I hearken back to my first viewing of 32 Short Films about Glenn Gould and a section of the film entitled ‘Crossed Paths:’ brief vignettes with those who knew Glenn, perhaps only briefly, giving commentary about their experiences with him. The memories range from the humorous to the dour, with one woman expressing what seems like resentment that Gould did not understand the needs of others, that sometimes it wasn’t just all about him.

Though he gives us no reason to imagine his own relationship with Gould was anything more than a ‘crossed path,’ Ostwald, in a way, attempts to interject himself into Gould’s life as something more significant and telling than it was and I cannot help but think of this as a sort of personal letter to Gould himself: part of it inscribed with the honor and wonder of that initial meeting, that initial acquaintanceship, to voicing his own complaints, ones he never dared voice to Gould personally, and, finally closing on an old heartbreak. Did he ever wish he had intervened further, for Glenn’s health? There is surprisingly little judgment toward those other physicians who may have also done more to help prevent what was, in fact, inevitable.

Ostwald himself passed away from cancer before this biography was ever published; I wonder, following Gould’s death and all the subsequent biographies and documentaries about him that aired if Ostwald felt the challenge of telling another side of the story, if that was his purpose in pursuing this work. If so, he did little to steer us away from the ‘conventional’ understanding of Gould as an eccentric, self-involved genius, but, instead, chose to focus on the effect his behavior had on those he worked with and how, often, that behavior was simply too difficult to endure for long.

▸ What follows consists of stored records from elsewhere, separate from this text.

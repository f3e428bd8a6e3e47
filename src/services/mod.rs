pub mod auth;
pub mod exams;
pub mod progress;
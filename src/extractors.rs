use axum::{
    extract::{FromRequest, FromRequestParts, Path, Query, Request},
    http::{header, request::Parts},
    Json,
};
use serde::de::DeserializeOwned;
use serde_json::json;

use crate::{db::models::AuthUser, rejections::AppError, AppState};

/// JSON body extractor whose rejections use the response envelope.
pub struct ApiJson<T>(pub T);

impl<T, S> FromRequest<S> for ApiJson<T>
where
    T: DeserializeOwned,
    S: Send + Sync,
{
    type Rejection = AppError;

    async fn from_request(req: Request, state: &S) -> Result<Self, Self::Rejection> {
        let Json(value) = Json::<T>::from_request(req, state).await.map_err(|e| {
            tracing::debug!("rejected request body: {e}");
            AppError::Validation {
                message: "Validation error.".to_string(),
                errors: json!({ "detail": [e.body_text()] }),
            }
        })?;
        Ok(ApiJson(value))
    }
}

/// Query-string extractor whose rejections use the response envelope.
pub struct ApiQuery<T>(pub T);

impl<T, S> FromRequestParts<S> for ApiQuery<T>
where
    T: DeserializeOwned,
    S: Send + Sync,
{
    type Rejection = AppError;

    async fn from_request_parts(parts: &mut Parts, state: &S) -> Result<Self, Self::Rejection> {
        let Query(value) = Query::<T>::from_request_parts(parts, state)
            .await
            .map_err(|e| AppError::Validation {
                message: "Validation error.".to_string(),
                errors: json!({ "detail": [e.body_text()] }),
            })?;
        Ok(ApiQuery(value))
    }
}

/// Path extractor; an id that does not parse names no resource, so it is a 404.
pub struct ApiPath<T>(pub T);

impl<T, S> FromRequestParts<S> for ApiPath<T>
where
    T: DeserializeOwned + Send,
    S: Send + Sync,
{
    type Rejection = AppError;

    async fn from_request_parts(parts: &mut Parts, state: &S) -> Result<Self, Self::Rejection> {
        let Path(value) = Path::<T>::from_request_parts(parts, state)
            .await
            .map_err(|e| {
                tracing::debug!("rejected path parameters: {e}");
                AppError::not_found("Not found.")
            })?;
        Ok(ApiPath(value))
    }
}

/// Guard extractor that resolves the `Authorization: Bearer <access>` token
/// against the database. Carries the authenticated user for handlers.
pub struct AuthGuard(pub AuthUser);

impl FromRequestParts<AppState> for AuthGuard {
    type Rejection = AppError;

    async fn from_request_parts(
        parts: &mut Parts,
        state: &AppState,
    ) -> Result<Self, Self::Rejection> {
        let token = parts
            .headers
            .get(header::AUTHORIZATION)
            .and_then(|v| v.to_str().ok())
            .and_then(bearer_token)
            .ok_or(AppError::Unauthorized(
                "Authentication credentials were not provided.",
            ))?;

        match state.db.get_user_by_access_token(token).await {
            Ok(Some(user)) => Ok(AuthGuard(user)),
            Ok(None) => Err(AppError::Unauthorized(
                "Given token not valid for any token type.",
            )),
            Err(e) => {
                tracing::error!("failed to resolve access token: {e:?}");
                Err(AppError::Internal("failed to resolve access token"))
            }
        }
    }
}

/// Extract the token from an `Authorization` header value of the form
/// `Bearer <token>` (scheme matched case-insensitively).
fn bearer_token(value: &str) -> Option<&str> {
    let (scheme, token) = value.trim().split_once(' ')?;
    let token = token.trim();
    (scheme.eq_ignore_ascii_case("bearer") && !token.is_empty()).then_some(token)
}
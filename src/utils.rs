pub const VERSION: &str = env!("CARGO_PKG_VERSION");

/// Uppercase the first letter of every alphabetic run and lowercase the rest,
/// e.g. `"comp sci 101"` -> `"Comp Sci 101"`.
pub fn title_case(value: &str) -> String {
    let mut out = String::with_capacity(value.len());
    let mut in_word = false;
    for c in value.chars() {
        if c.is_alphabetic() {
            if in_word {
                out.extend(c.to_lowercase());
            } else {
                out.extend(c.to_uppercase());
            }
            in_word = true;
        } else {
            out.push(c);
            in_word = false;
        }
    }
    out
}

/// Uppercase the first character and lowercase everything after it.
pub fn capitalize(value: &str) -> String {
    let mut chars = value.chars();
    match chars.next() {
        Some(first) => first
            .to_uppercase()
            .chain(chars.flat_map(char::to_lowercase))
            .collect(),
        None => String::new(),
    }
}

There is no question that Gould’s character required sacrifices (usually on the part of others) in order to maintain any sort of connection; in his reach for perfection, he may have struck a few sour notes with others, but one cannot fault him for trying, for doing the very best of what he could do as only he knew how to do it. He was a man who lived by his own rules, his own order and while many of his idiosyncrasies fall in line with an Asperger’s patient, he was always concerned with communication and devoted himself to explore the limits of communication, ironically, to the exclusion of those who were closest to him. For any reason, this alone explains why Gould matters, still. He set a standard that no one who has come after has ever reached.